J’entends des voix se lever pour décrier la grande mobilisation historique de condamnation de l’assassinat barbare qui a eu lieu en France, à Charlie Hebdo. Beaucoup trouvent cela démesuré en comparaison avec d’autres actes collectifs posés, si ce n’est une inaction silencieuse face à d’autres orgies de barbarie perpétrées ailleurs dans le monde. Si je peux comprendre leur frustration ou leur ressentiment, je comprends difficilement le blâme inhérent. Déplorer que cela arrive seulement maintenant, dans ce contexte spécifique oui, mais blâmer l’emphatique sursaut de notre conscience collective, NON, car c’est cela même que nous aurions souhaité partout. Que nous nous révoltions ensemble, toujours ! Le combat à mener est que ce ne soit pas un cas isolé, mais un modèle de conduite face à la barbarie, un modèle qui ne connaitra aucune césure tant qu’il s’agira de défendre ce qui nous lie : notre humanité.
Au-delà de toutes les différences, de toutes les divergences, de toutes les croyances, il y a cette humanité qui ne peut s’exprimer que dans le caractère sacrée de notre vie. Toutes nos espérances, toutes nos libertés découlent de cette humanité qui a fait de nous des êtres singuliers parmi tous les éléments et toutes les autres créatures de la terre. On ne peut point classifier, catégoriser les atteintes qui lui sont faites, ici ou ailleurs. Le ciel s’assombrit un peu partout dans le monde sur les libertés fondamentales, justement parce que des hommes se sont départis de leur humanité, avec pour projet viscéral, d’assassiner le reste de l’humanité pensante et morale. Alors si nous laissons ces libertés mourir aussi atrocement, avec pareille ignominie sur le lieu même où elles sont pour la plupart nées alors, nous assassinons du même coup les espérances des pays qui marchent au-devant de ces libertés dont la première est le droit de vivre. On peut ne pas être en harmonie avec une idée, une pensée. Mais n’est-ce pas parce que nous pensons que nous sommes humains ? Les idées doivent se battre entre idées, les pensées entre pensées, mais ne doivent aucunement être des agents qui supprimeraient le corps qui les porte, à savoir la vie. Ainsi si charlir c'est mourir pour des idées, je charlis, car mon égérie dans tous les rapports humains est la liberté.

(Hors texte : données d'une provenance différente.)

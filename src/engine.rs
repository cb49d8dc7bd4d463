//! The native segmentation engine contract and the handle that scopes it.

use std::cell::Cell;
use std::rc::Rc;

use crate::error::{Error, Result};
use crate::types::{BookInfo, ParagraphId, ParagraphInfo, SentenceId, SentenceInfo};

/// Opaque token identifying one segmented document inside an engine.
///
/// Only the engine that issued the token can interpret it; this layer treats
/// it as a value to hand back on every query.
#[derive(Debug, Clone, Copy, PartialEq, Eq)]
pub struct RawBook(pub u64);

/// Index-addressed query interface of the native segmentation engine.
///
/// Indices are dense and 0-based. A token stays valid until [`dispose`]; the
/// input buffer is not retained by the caller after [`create`] returns. All
/// calls are synchronous and block until the engine answers.
///
/// [`create`]: SegmentEngine::create
/// [`dispose`]: SegmentEngine::dispose
pub trait SegmentEngine {
    /// Segments `buffer` and returns a token for the result, or `None` when
    /// the engine refuses the input.
    fn create(&self, buffer: &[u8]) -> Option<RawBook>;

    /// Releases everything the engine holds for `book`.
    fn dispose(&self, book: RawBook);

    /// Whole-book totals.
    fn book_info(&self, book: RawBook) -> BookInfo;

    /// Snapshot for the paragraph at `index`.
    ///
    /// The `index` field of the returned snapshot must equal the requested
    /// `index`.
    fn paragraph_info(&self, book: RawBook, index: ParagraphId) -> ParagraphInfo;

    /// UTF-8 bytes of the paragraph at `index`.
    fn paragraph_text(&self, book: RawBook, index: ParagraphId) -> Vec<u8>;

    /// Snapshot for the sentence at global `index`.
    fn sentence_info(&self, book: RawBook, index: SentenceId) -> SentenceInfo;

    /// UTF-8 bytes of the sentence at global `index`.
    fn sentence_text(&self, book: RawBook, index: SentenceId) -> Vec<u8>;
}

/// Owns one engine token for the lifetime of a [`Book`](crate::Book).
///
/// The token lives in an `Option` so "released" is an explicit state checked
/// before every delegated call, not a sentinel value the engine might accept
/// by accident.
pub(crate) struct BookHandle {
    engine: Rc<dyn SegmentEngine>,
    raw: Cell<Option<RawBook>>,
}

impl BookHandle {
    pub(crate) fn new(engine: Rc<dyn SegmentEngine>, raw: RawBook) -> Self {
        Self {
            engine,
            raw: Cell::new(Some(raw)),
        }
    }

    /// The engine the token belongs to.
    pub(crate) fn engine(&self) -> &dyn SegmentEngine {
        self.engine.as_ref()
    }

    /// The live token, or [`Error::UninitializedBook`] once released.
    pub(crate) fn raw(&self) -> Result<RawBook> {
        self.raw.get().ok_or(Error::UninitializedBook)
    }

    /// Releases the token. Exactly one `dispose` reaches the engine no
    /// matter how many times this is called.
    pub(crate) fn release(&self) {
        if let Some(raw) = self.raw.take() {
            self.engine.dispose(raw);
        }
    }
}

impl Drop for BookHandle {
    fn drop(&mut self) {
        self.release();
    }
}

Il ne peut y avoir de justice sans liberté. Il ne peut y avoir de fraternité sans liberté. Il ne peut y avoir d’égalité sans liberté. Il ne peut y avoir de République accomplie sans liberté. En somme nous ne pourrons jamais vivre en paix, ensemble sans liberté.
Nous devons nous insurger à chaque fois que des libertés sont bafouées, que des vies sont ôtées de façon pensée et planifiée et de surcroit à cause d’une pensée ou d’un dire différent. J’ose humblement espérer que l’union « sacrée » nationale et internationale née de ce drame aura une continuation dans nos actes à venir, partout où cela s’avérera nécessaire. Nous devons réinventer une nouvelle dialectique qui nous lie les uns les autres dans la même marche destinale. Si ce rassemblement du peuple français est historique, j’espère que ce ralliement international n’est pas spécieux car chez bon nombre de ceux qui sont venus de loin, bien des libertés sont piétinées. Cette hypocrisie serait innommable !
Aujourd’hui je suis donc résolument humain à tomber toutes les frontières, à faire voler en éclats tous les clichés. Je suis humain en France, en Côte d’Ivoire, au Burkina, au Nigeria, au Maroc, en Algérie, en Palestine, en Israël, aux USA, en Colombie, au Cameroun, aux Mexique, au Canada, en Chine, en Iran, en Hongrie, au Pakistan… Je suis tous ceux qui sont morts et surtout tous ceux qui vivent et pensent « plus jamais ça ».